Well, in one sense, this is always true. If $Q\subset SP(M)$ is a principal right $H$-bundle, where $H\subset\mathrm{Spin}(n)$ is a subgroup, then $\delta(Q)\subset F(M)$ is a principal right $\pi(H)$-bundle, where $\pi(H)\subset\mathrm{SO}(n)$ is the image subgroup. (Here, I am using $\delta:SP(M)\to F(M)$ to denote the double cover that the OP didn't name or notate.)

The OP may, however, have intended to ask a different question, such as, "When does having a nonvanishing spinor field on $M$ imply a reduction of structure group of $M$?". The answer to this is "When $\mathrm{Spin}(n)$ acts transitively on the unit sphere in its spinor representation $\mathbb{S}$.". (However, one must be precise about that is meant by this. People sometimes say "$\mathrm{Spin}(8)$ acts transitively on the unit sphere in its spin representation." when they mean "$\mathrm{Spin}(8)$ acts transitively on the unit sphere in each of its semi-spin representations.")

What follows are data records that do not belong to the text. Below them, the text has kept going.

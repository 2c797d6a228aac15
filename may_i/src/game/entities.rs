use serde::{Deserialize, Deserializer, Serialize};
use std::{borrow::Borrow, fmt};
use uuid::Uuid;

use super::constants::{MAX_NAME_LENGTH, STARTING_BUYS};

#[derive(Clone, Copy, Debug, Deserialize, Eq, Hash, Ord, PartialEq, PartialOrd, Serialize)]
pub enum Suit {
    Club,
    Spade,
    Diamond,
    Heart,
}

impl Suit {
    pub const ALL: [Suit; 4] = [Suit::Club, Suit::Spade, Suit::Diamond, Suit::Heart];
}

impl fmt::Display for Suit {
    fn fmt(&self, f: &mut fmt::Formatter) -> fmt::Result {
        let repr = match self {
            Self::Club => "♣",
            Self::Spade => "♠",
            Self::Diamond => "♦",
            Self::Heart => "♥",
        };
        write!(f, "{repr}")
    }
}

#[derive(Clone, Copy, Debug, Deserialize, Eq, Hash, Ord, PartialEq, PartialOrd, Serialize)]
pub enum Rank {
    Ace,
    Two,
    Three,
    Four,
    Five,
    Six,
    Seven,
    Eight,
    Nine,
    Ten,
    Jack,
    Queen,
    King,
}

impl Rank {
    pub const ALL: [Rank; 13] = [
        Rank::Ace,
        Rank::Two,
        Rank::Three,
        Rank::Four,
        Rank::Five,
        Rank::Six,
        Rank::Seven,
        Rank::Eight,
        Rank::Nine,
        Rank::Ten,
        Rank::Jack,
        Rank::Queen,
        Rank::King,
    ];

    /// Sequence position used for run adjacency and set equality (ace low).
    #[must_use]
    pub const fn order(self) -> u8 {
        self as u8 + 1
    }

    /// Twos are wild.
    #[must_use]
    pub const fn is_wild(self) -> bool {
        matches!(self, Rank::Two)
    }

    /// Points charged for holding this rank when a round ends.
    #[must_use]
    pub const fn value(self) -> u8 {
        match self {
            Rank::Two => 20,
            Rank::Jack | Rank::Queen | Rank::King => 10,
            other => other.order(),
        }
    }
}

impl fmt::Display for Rank {
    fn fmt(&self, f: &mut fmt::Formatter) -> fmt::Result {
        let repr = match self {
            Self::Ace => "A",
            Self::Jack => "J",
            Self::Queen => "Q",
            Self::King => "K",
            other => return write!(f, "{}", other.order()),
        };
        write!(f, "{repr}")
    }
}

/// Identifier of a physical card. Both copies of the same rank and suit get
/// different ids.
pub type CardId = u16;

/// A card is immutable once created. `value`, `order` and `is_wild` are
/// derived from the rank when the card is built so the validator and scoring
/// never have to re-derive them.
#[derive(Clone, Copy, Debug, Deserialize, Eq, Hash, PartialEq, Serialize)]
pub struct Card {
    pub id: CardId,
    pub rank: Rank,
    pub suit: Suit,
    pub value: u8,
    pub order: u8,
    pub is_wild: bool,
}

impl Card {
    #[must_use]
    pub const fn new(id: CardId, rank: Rank, suit: Suit) -> Self {
        Self {
            id,
            rank,
            suit,
            value: rank.value(),
            order: rank.order(),
            is_wild: rank.is_wild(),
        }
    }
}

impl fmt::Display for Card {
    fn fmt(&self, f: &mut fmt::Formatter) -> fmt::Result {
        let repr = format!("{}/{}", self.rank, self.suit);
        write!(f, "{repr:>4}")
    }
}

/// External-facing player identifier supplied by the session layer.
///
/// This is what clients know a player by. It can change when a client
/// reconnects, so nothing inside the engine keeps it as an ownership key.
#[derive(Clone, Debug, Eq, Hash, Ord, PartialEq, PartialOrd, Serialize)]
pub struct PlayerId(String);

impl PlayerId {
    pub fn new(s: &str) -> Self {
        let id = s
            .chars()
            .map(|c| if c.is_ascii_whitespace() { '_' } else { c })
            .take(MAX_NAME_LENGTH)
            .collect();
        Self(id)
    }

    #[must_use]
    pub fn as_str(&self) -> &str {
        &self.0
    }
}

impl fmt::Display for PlayerId {
    fn fmt(&self, f: &mut fmt::Formatter<'_>) -> fmt::Result {
        self.0.fmt(f)
    }
}

impl<'de> Deserialize<'de> for PlayerId {
    fn deserialize<D>(deserializer: D) -> Result<Self, D::Error>
    where
        D: Deserializer<'de>,
    {
        let s = String::deserialize(deserializer)?;
        Ok(Self::new(&s))
    }
}

impl From<String> for PlayerId {
    fn from(value: String) -> Self {
        Self::new(&value)
    }
}

impl From<&str> for PlayerId {
    fn from(value: &str) -> Self {
        Self::new(value)
    }
}

impl Borrow<str> for PlayerId {
    fn borrow(&self) -> &str {
        &self.0
    }
}

/// Opaque handle of the connection a player is currently reachable on.
#[derive(Clone, Copy, Debug, Deserialize, Eq, Hash, PartialEq, Serialize)]
pub struct ConnectionId(pub Uuid);

impl ConnectionId {
    #[must_use]
    pub fn new_v4() -> Self {
        Self(Uuid::new_v4())
    }
}

impl fmt::Display for ConnectionId {
    fn fmt(&self, f: &mut fmt::Formatter<'_>) -> fmt::Result {
        self.0.fmt(f)
    }
}

/// Stable slot of a player within a room. Seats never change once assigned,
/// so turn order and meld ownership are expressed in seats.
pub type Seat = usize;

#[derive(Clone, Debug, Deserialize, Eq, PartialEq, Serialize)]
pub struct Player {
    pub id: PlayerId,
    pub connection: Option<ConnectionId>,
    pub name: String,
    pub buys: u8,
    pub points: u32,
    pub hand: Vec<Card>,
    /// Whether the player has drawn at least once this round. Melding is
    /// locked until they have.
    pub has_drawn: bool,
}

impl Player {
    pub fn new(id: PlayerId, connection: Option<ConnectionId>, name: &str) -> Self {
        let name = name.trim().chars().take(MAX_NAME_LENGTH).collect();
        Self {
            id,
            connection,
            name,
            buys: STARTING_BUYS,
            points: 0,
            hand: Vec::new(),
            has_drawn: false,
        }
    }

    #[must_use]
    pub fn is_connected(&self) -> bool {
        self.connection.is_some()
    }

    #[must_use]
    pub fn holds(&self, card_id: CardId) -> bool {
        self.hand.iter().any(|c| c.id == card_id)
    }

    #[must_use]
    pub fn find_card(&self, card_id: CardId) -> Option<Card> {
        self.hand.iter().copied().find(|c| c.id == card_id)
    }

    /// Remove a card from the hand by identity, preserving the display order
    /// of everything else.
    pub fn take_card(&mut self, card_id: CardId) -> Option<Card> {
        let idx = self.hand.iter().position(|c| c.id == card_id)?;
        Some(self.hand.remove(idx))
    }

    /// Sum of the values of every card still in hand.
    #[must_use]
    pub fn hand_value(&self) -> u32 {
        self.hand.iter().map(|c| u32::from(c.value)).sum()
    }
}

#[cfg(test)]
mod tests {
    use super::*;

    // === Card Tests ===

    #[test]
    fn test_rank_orders_are_ace_low() {
        let orders: Vec<u8> = Rank::ALL.iter().map(|r| r.order()).collect();
        assert_eq!(orders, (1..=13).collect::<Vec<u8>>());
    }

    #[test]
    fn test_only_twos_are_wild() {
        for rank in Rank::ALL {
            assert_eq!(rank.is_wild(), rank == Rank::Two);
        }
    }

    #[test]
    fn test_rank_values() {
        assert_eq!(Rank::Ace.value(), 1);
        assert_eq!(Rank::Two.value(), 20);
        assert_eq!(Rank::Seven.value(), 7);
        assert_eq!(Rank::Ten.value(), 10);
        assert_eq!(Rank::Jack.value(), 10);
        assert_eq!(Rank::King.value(), 10);
    }

    #[test]
    fn test_card_derives_fields_from_rank() {
        let card = Card::new(7, Rank::Two, Suit::Heart);
        assert!(card.is_wild);
        assert_eq!(card.order, 2);
        assert_eq!(card.value, 20);

        let card = Card::new(8, Rank::Queen, Suit::Club);
        assert!(!card.is_wild);
        assert_eq!(card.order, 12);
        assert_eq!(card.value, 10);
    }

    #[test]
    fn test_card_display() {
        assert_eq!(format!("{}", Card::new(0, Rank::Ace, Suit::Spade)), " A/♠");
        assert_eq!(format!("{}", Card::new(0, Rank::Ten, Suit::Heart)), "10/♥");
    }

    // === PlayerId Tests ===

    #[test]
    fn test_player_id_sanitizes_whitespace() {
        assert_eq!(PlayerId::new("al ice").as_str(), "al_ice");
    }

    #[test]
    fn test_player_id_truncates() {
        let long = "x".repeat(MAX_NAME_LENGTH * 2);
        assert_eq!(PlayerId::new(&long).as_str().len(), MAX_NAME_LENGTH);
    }

    #[test]
    fn test_player_id_truncates_multibyte_on_char_boundary() {
        let long = "€".repeat(MAX_NAME_LENGTH + 1);
        let id = PlayerId::new(&long);
        assert_eq!(id.as_str().chars().count(), MAX_NAME_LENGTH);
        assert!(id.as_str().chars().all(|c| c == '€'));

        let id: PlayerId = serde_json::from_str(&format!("\"{}\"", "é".repeat(40))).unwrap();
        assert_eq!(id.as_str().chars().count(), MAX_NAME_LENGTH);
    }

    #[test]
    fn test_player_id_deserialize_sanitizes() {
        let id: PlayerId = serde_json::from_str("\"bob smith\"").unwrap();
        assert_eq!(id, PlayerId::new("bob_smith"));
    }

    // === Player Tests ===

    #[test]
    fn test_new_player_defaults() {
        let player = Player::new(PlayerId::new("alice"), None, "  Alice ");
        assert_eq!(player.name, "Alice");
        assert_eq!(player.buys, STARTING_BUYS);
        assert_eq!(player.points, 0);
        assert!(player.hand.is_empty());
        assert!(!player.is_connected());
    }

    #[test]
    fn test_player_name_truncates_multibyte() {
        let player = Player::new(PlayerId::new("ann"), None, &"€".repeat(11));
        assert_eq!(player.name, "€".repeat(11));

        let player = Player::new(PlayerId::new("ann"), None, &"日本".repeat(MAX_NAME_LENGTH));
        assert_eq!(player.name.chars().count(), MAX_NAME_LENGTH);
    }

    #[test]
    fn test_take_card_by_identity() {
        let mut player = Player::new(PlayerId::new("alice"), None, "Alice");
        player.hand = vec![
            Card::new(1, Rank::Five, Suit::Club),
            Card::new(53, Rank::Five, Suit::Club),
            Card::new(9, Rank::King, Suit::Heart),
        ];

        let taken = player.take_card(53).unwrap();
        assert_eq!(taken.id, 53);
        assert_eq!(player.hand.len(), 2);
        assert!(player.holds(1));
        assert!(!player.holds(53));
        assert!(player.take_card(53).is_none());
    }

    #[test]
    fn test_hand_value() {
        let mut player = Player::new(PlayerId::new("alice"), None, "Alice");
        player.hand = vec![
            Card::new(1, Rank::Two, Suit::Club),
            Card::new(2, Rank::King, Suit::Club),
            Card::new(3, Rank::Ace, Suit::Club),
        ];
        assert_eq!(player.hand_value(), 31);
    }
}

Added at the request of the OP: Let $(M,g)$ be an oriented, spinnable Riemannian $d$-manifold, with $\beta: F(M)\to M$ being its oriented orthonormal frame bundle and $\delta:SP(M)\to F(M)$ being a double cover that defines a spin structure on $M$. Let $\pi:\mathrm{Spin}(d)\to\mathrm{SO}(d)$ be the double cover and let $\mathbb{S}$ be the spinor space, with $\rho:\mathrm{Spin}(d)\to\mathrm{SO}(\mathbb{S})$ the spin representation. Then $S = SP(M)\times_\rho\mathbb{S}$ is the spinor bundle of the spin structure, so that a spinor field, i.e., a section of $S\to M$ is represented by a smooth map $s:SP(M)\to \mathbb{S}$ that satisfies $s(u\cdot g) = \rho(g^{-1})s(u)$ for all $u\in SP(M)$ and $g\in \mathrm{Spin}(n)$. The section is nonvanishing if and only if $s$ is nonvanishing, in which case, we can normalize, replacing $s$ by $s/|s|$ to get a unit spinor field. Thus, we can assume $|s| = 1$, i.e., that $s$ maps $SP(M)$ to the unit sphere in $\mathbb{S}$. Now, we can ask, when can we find an element $v\in\mathbb{S}$ with $|v|=1$, such that $s^{-1}(v)\subset SP(M)$ defines a principal subbundle of $SP(M)$ for some subgroup $H\subset \mathrm{Spin}(d)$. Well, the only possibility for $H$ would be the $\rho$-stabilizer of $v$, i.e., the subgroup $H = \{ g\in \mathrm{Spin}(d)\ |\ \rho(g)v = v\}$. But this will only work if $s$ takes values in the orbit $\rho\bigl(\mathrm{Spin}(d)\bigr){\cdot}v$. Now, this will always be true if $\mathrm{Spin}(d)$ acts transitively on the unit sphere in $\mathbb{S}$. Unfortunately, that happens only when $d\in\{2,3,5,6,7,9\}$. In the two cases $d = 4$ and $d=8$, you don't have transitivity because, as a representation of $\mathrm{Spin}(d)$, the space $\mathbb{S}$ is the direct sum of two irreducible sub-representations: $\mathbb{S}=\mathbb{S}_+\oplus\mathbb{S}_-$, corresponding to the fact that a spinor field is the sum of two 'semi-spinors'. It turns out that, in these two cases, $\mathrm{Spin}(d)$ does act transitively on the unit spheres in $\mathbb{S}_\pm$, so you get a structure reduction when there is a nonvanishing semi-spinor.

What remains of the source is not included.